06:44 PM PST on Friday, February 9, 2007

By ALLEN SCHAUFFLER / KING 5 News

This year the University of Washington will confer degrees on more than 10,000 students. One of those students receiving an advanced degree from the psychology department is Kristin Rytter, a remarkable woman with a remarkable achievement.

KING

Kristin Rytter is a remarkable woman with a remarkable achievement.

Rytter's professors call her brilliant and funny. The world calls her disabled - severely disabled - by cerebral palsy.  And after nearly two decades of work at the UW, she's happy if you called her "doctor."

"Some people don't think I'm smart," writes Rytter.

At first, people get that impression of Rytter: She's wheelchair-bound, profoundly limited by cerebral palsy, and can't speak or control her hands or feet. Rytter communicates through a helper, who translates the personal code Rytter and her father developed years ago - a code of head and eye movements which indicate different letters.

Last fall Rytter defended her doctoral thesis after 17 years of post-graduate study. It included a Power Point presentation with Rytter, using her head, to tap out commands on the computer. The title of her presentation was "Improving pre-literacy experiences for toddlers with disabilities."

Dr. Gene Edgar with the UW School of Education was on that committee and has worked with Rytter for years. He sees a gentle soul in this wheel chair as smart as she is tough.

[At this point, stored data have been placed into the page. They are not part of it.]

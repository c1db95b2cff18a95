//! Team analysis backend client

use serde::{Deserialize, Serialize};
use serde_json::json;

use crate::{AnalyzerClient, ClientError};

/// One strength, weakness, or threat observation from the analyzer.
#[derive(Debug, Clone, PartialEq, Serialize, Deserialize)]
pub struct AnalysisPoint {
    pub point: String,
    pub reasoning: String,
}

/// A suggested change to the team.
#[derive(Debug, Clone, PartialEq, Serialize, Deserialize)]
pub struct Suggestion {
    #[serde(rename = "type")]
    pub kind: String,
    pub description: String,
    pub priority: String,
}

/// Graded analysis of a team.
#[derive(Debug, Clone, PartialEq, Serialize, Deserialize)]
pub struct TeamAnalysis {
    /// Letter grade A-F
    pub grade: String,
    pub strengths: Vec<AnalysisPoint>,
    pub weaknesses: Vec<AnalysisPoint>,
    pub threats: Vec<AnalysisPoint>,
    pub suggestions: Vec<Suggestion>,

    /// Set when the result is a degraded placeholder rather than a real
    /// analysis
    #[serde(skip_serializing_if = "Option::is_none")]
    pub error: Option<String>,
}

impl TeamAnalysis {
    /// Placeholder result returned when the backend cannot be reached.
    pub fn degraded(reason: impl Into<String>) -> Self {
        Self {
            grade: "F".to_string(),
            strengths: Vec::new(),
            weaknesses: vec![AnalysisPoint {
                point: "Failed to analyze team due to technical error".to_string(),
                reasoning: "Please try again later".to_string(),
            }],
            threats: vec![AnalysisPoint {
                point: "Unknown".to_string(),
                reasoning: "Analysis failed".to_string(),
            }],
            suggestions: vec![Suggestion {
                kind: "general".to_string(),
                description: "Please try again later or check your team format".to_string(),
                priority: "high".to_string(),
            }],
            error: Some(reason.into()),
        }
    }
}

impl AnalyzerClient {
    /// Ask the backend to grade a team export.
    ///
    /// A transport failure or non-2xx response degrades to a grade-F
    /// placeholder describing the problem; this call never fails.
    pub async fn analyze(&self, team_text: &str) -> TeamAnalysis {
        match self.request_analysis(team_text).await {
            Ok(analysis) => analysis,
            Err(e) => {
                tracing::warn!(error = %e, "Analysis backend unavailable, returning degraded result");
                TeamAnalysis::degraded(e.to_string())
            }
        }
    }

    async fn request_analysis(&self, team_text: &str) -> Result<TeamAnalysis, ClientError> {
        let response = self
            .http
            .post(format!("{}/analyze-team", self.base_url))
            .json(&json!({ "team": team_text }))
            .send()
            .await?;

        let status = response.status();
        if !status.is_success() {
            return Err(ClientError::UpstreamStatus(status.as_u16()));
        }

        Ok(response.json().await?)
    }
}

"She's the most tenacious person I've ever met - really, really brilliant, incredibly smart with an ability to conceptualize ideas and tie them together with other ideas," said Edgar.

Rytter had plenty of help as she pursued her doctorate of course. Rytter needs help with almost everything and is rarely alone.

She paints occasionally with a brush rigged to an old pair of glasses, keeps in touch laboriously by e-mail with friends and teachers and never forgets the value of learning.

"It gives us power," writes Rytter.

The good humor that won her the "most continually cheerful" award in fourth grade and got her smiling through years of special ed is still evident in this adult doctor of psychology.

Her next project is setting up an online consulting service to help parents and caregivers communicate with kids - kids like the kid she was: challenged, but hungry to engage the world.

"So they can participate in life," writes a smiling Rytter.